I pay homage and respect to the Gadigal warriors, and I also pay respect to the Dharawal, Bidjigal and Dharug peoples whose lands I have worked, lived and organised on, and I pay respect to all First Nations peoples in the crowd today. They are my brothers, sisters, siblings, and cousins – and I am honoured to fight this fight alongside them.
This land always was and always will be, Aboriginal land.
My land is Palestine.
My home lies between the Jordanian River and the Mediterranean sea.
But Palestine has been plagued by colonialism, imperialism and supremacy. Let us get one thing straight – Israel is a racist, settler-colonial expansionist project, and no amount of greenwashing, pinkwashing, any colour-washing will ever be able to hide that.

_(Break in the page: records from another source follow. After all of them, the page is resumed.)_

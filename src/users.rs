//! User-scoped data: `users/<name>/{profile.json, keys.json, auth_2fa.json,
//! password.hash}`. Pure file-on-disk persistence, same shape as the object
//! store's write-once files but these are mutable (a user can change their
//! password, add a key, enable 2FA).

use anyhow::{Context, Result, bail};
use camino::Utf8PathBuf;
use serde::{Deserialize, Serialize};
use sha2::{Digest, Sha256};

use crate::file_util::atomic_write;

pub struct UserStore {
    root: Utf8PathBuf,
}

#[derive(Debug, Clone, Default, Serialize, Deserialize)]
pub struct Profile {
    #[serde(default)]
    pub display_name: Option<String>,
    #[serde(default)]
    pub email: Option<String>,
}

#[derive(Debug, Clone, Serialize, Deserialize)]
pub struct SshKey {
    pub id: String,
    pub title: String,
    pub key: String,
    pub created_at: String,
}

#[derive(Debug, Clone, Default, Serialize, Deserialize)]
pub struct TwoFactor {
    pub enabled: bool,
    #[serde(default)]
    pub secret: Option<String>,
}

impl UserStore {
    pub fn new(root: impl Into<Utf8PathBuf>) -> Self {
        Self { root: root.into() }
    }

    fn user_dir(&self, username: &str) -> Utf8PathBuf {
        self.root.join("users").join(username)
    }

    pub fn user_exists(&self, username: &str) -> bool {
        self.user_dir(username).is_dir()
    }

    pub fn get_profile(&self, username: &str) -> Result<Profile> {
        let path = self.user_dir(username).join("profile.json");
        match std::fs::read(&path) {
            Ok(bytes) => Ok(serde_json::from_slice(&bytes)?),
            Err(e) if e.kind() == std::io::ErrorKind::NotFound => Ok(Profile::default()),
            Err(e) => Err(e).with_context(|| format!("Couldn't read {path}")),
        }
    }

    pub fn update_profile(&self, username: &str, profile: &Profile) -> Result<()> {
        let path = self.user_dir(username).join("profile.json");
        atomic_write(&path, &serde_json::to_vec_pretty(profile)?)
    }

    pub fn get_keys(&self, username: &str) -> Result<Vec<SshKey>> {
        let path = self.user_dir(username).join("keys.json");
        match std::fs::read(&path) {
            Ok(bytes) => Ok(serde_json::from_slice(&bytes)?),
            Err(e) if e.kind() == std::io::ErrorKind::NotFound => Ok(Vec::new()),
            Err(e) => Err(e).with_context(|| format!("Couldn't read {path}")),
        }
    }

    fn save_keys(&self, username: &str, keys: &[SshKey]) -> Result<()> {
        let path = self.user_dir(username).join("keys.json");
        atomic_write(&path, &serde_json::to_vec_pretty(keys)?)
    }

    pub fn add_key(&self, username: &str, title: &str, key: &str) -> Result<SshKey> {
        let mut keys = self.get_keys(username)?;
        let id = hex8(Sha256::digest(key.as_bytes()).as_slice());
        let entry = SshKey {
            id,
            title: title.to_string(),
            key: key.to_string(),
            created_at: chrono::Utc::now().to_rfc3339(),
        };
        keys.push(entry.clone());
        self.save_keys(username, &keys)?;
        Ok(entry)
    }

    pub fn delete_key(&self, username: &str, key_id: &str) -> Result<()> {
        let mut keys = self.get_keys(username)?;
        let before = keys.len();
        keys.retain(|k| k.id != key_id);
        if keys.len() == before {
            bail!("no such key {key_id}");
        }
        self.save_keys(username, &keys)
    }

    pub fn get_2fa(&self, username: &str) -> Result<TwoFactor> {
        let path = self.user_dir(username).join("auth_2fa.json");
        match std::fs::read(&path) {
            Ok(bytes) => Ok(serde_json::from_slice(&bytes)?),
            Err(e) if e.kind() == std::io::ErrorKind::NotFound => Ok(TwoFactor::default()),
            Err(e) => Err(e).with_context(|| format!("Couldn't read {path}")),
        }
    }

    pub fn update_2fa(&self, username: &str, state: &TwoFactor) -> Result<()> {
        let path = self.user_dir(username).join("auth_2fa.json");
        atomic_write(&path, &serde_json::to_vec_pretty(state)?)
    }

    pub fn get_password_hash(&self, username: &str) -> Result<Option<String>> {
        let path = self.user_dir(username).join("password.hash");
        match std::fs::read_to_string(&path) {
            Ok(s) => Ok(Some(s.trim().to_string())),
            Err(e) if e.kind() == std::io::ErrorKind::NotFound => Ok(None),
            Err(e) => Err(e).with_context(|| format!("Couldn't read {path}")),
        }
    }

    pub fn update_password(&self, username: &str, hash: &str) -> Result<()> {
        let path = self.user_dir(username).join("password.hash");
        atomic_write(&path, hash.as_bytes())
    }

    /// Renames a user's on-disk directory. Fails if the target already
    /// exists (mirrors the original's `ValueError` on name collision).
    pub fn rename_user(&self, from: &str, to: &str) -> Result<()> {
        let from_dir = self.user_dir(from);
        let to_dir = self.user_dir(to);
        if to_dir.exists() {
            bail!("user {to} already exists");
        }
        std::fs::create_dir_all(self.root.join("users"))?;
        std::fs::rename(&from_dir, &to_dir)
            .with_context(|| format!("Couldn't rename {from_dir} to {to_dir}"))
    }

    pub fn ensure_user_dir(&self, username: &str) -> Result<Utf8PathBuf> {
        let dir = self.user_dir(username);
        std::fs::create_dir_all(&dir)?;
        Ok(dir)
    }
}

fn hex8(digest: &[u8]) -> String {
    digest.iter().take(4).map(|b| format!("{b:02x}")).collect()
}

#[cfg(test)]
mod test {
    use super::*;

    #[test]
    fn add_and_delete_key() {
        let dir = tempfile::tempdir().unwrap();
        let store = UserStore::new(Utf8PathBuf::from_path_buf(dir.path().to_owned()).unwrap());
        store.ensure_user_dir("alice").unwrap();

        let key = store.add_key("alice", "laptop", "ssh-ed25519 AAAA...").unwrap();
        assert_eq!(key.id.len(), 8);

        let keys = store.get_keys("alice").unwrap();
        assert_eq!(keys.len(), 1);

        store.delete_key("alice", &key.id).unwrap();
        assert!(store.get_keys("alice").unwrap().is_empty());
    }

    #[test]
    fn rename_fails_on_collision() {
        let dir = tempfile::tempdir().unwrap();
        let store = UserStore::new(Utf8PathBuf::from_path_buf(dir.path().to_owned()).unwrap());
        store.ensure_user_dir("alice").unwrap();
        store.ensure_user_dir("bob").unwrap();
        assert!(store.rename_user("alice", "bob").is_err());
    }
}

When I hear of the issues which pervade the First Nations communities of so-called Australia, my heart aches in knowing that we are all fighting the same fight – struggling the same struggle. Since October last year, more than 34,000 Palestinians have been martyred. This is the biggest flare up of violence since the second intifada, more than twenty years ago. But the violence is not just the subjugation and genocide of my people. It’s an ongoing anti-colonial resistance, a bold refusal to accept the ongoing colonisation of our lands and we are proud of our warriors back home who continue to fight this fight.
When I speak with my grandparents in Palestine I am reminded of our relationship with our land. We are أصدقاء الأرض ‘asdiqa’ al’ard (“friends of the land”). I was born in Falastin – in a small agricultural town where, for as far back as I can trace my lineage, my family, on both sides, have come from the same small town. The earth in this town; the soil is nourished from my ancestors’ bones and those trees are my ancestors’ trees. Those birds sing the same songs that my great great great grandparents listened to while they harvested olives.
This is a relationship that colonisers will never understand. This is why, for them, uprooting trees and paving roads over culturally significant land – this does not hurt or break their hearts like it does ours. Their relationship with land is transactional and extractional – “how much money will it bring us?” and “how can we assert our domination on this part of the Earth?”
As the ongoing colonisation of my land, Palestine, continues, I am reminded and humbled to remember that on this land I am a guest. I am Indigenous there, but I am a settler here. I am also honoured to play the small part of solidarity and anti-colonial resistance here on Gadigal Land, where for hundreds of years the First Peoples on this continent fought the ongoing colonial project. I am inspired by my Blak brothers, sisters and siblings who have never given up the fight for sovereignty, land rights, against police brutality and for true Indigenous liberation. While we are solidarised by our experience with the settler-colonial project and the devastation, theft and violence it has inflicted upon our peoples, so too do we find comfort, motivation and the strength to continue our struggle across generations.
One thing I have learned in the Blak-Palestinian solidarity space is that we really and truly share one struggle and one fight. We fight for land, we fight for rights and we fight for dignity and sovereignty. They fight for money, for power and to assert domination over the region.
It is for these reasons that we, the Palestinian activist community, stand behind our First Nations siblings in our collective fight for liberation and land rights. None of us are free until all of us are free, and my freedom means nothing without your freedom.
From the river to the sea, always was always will be.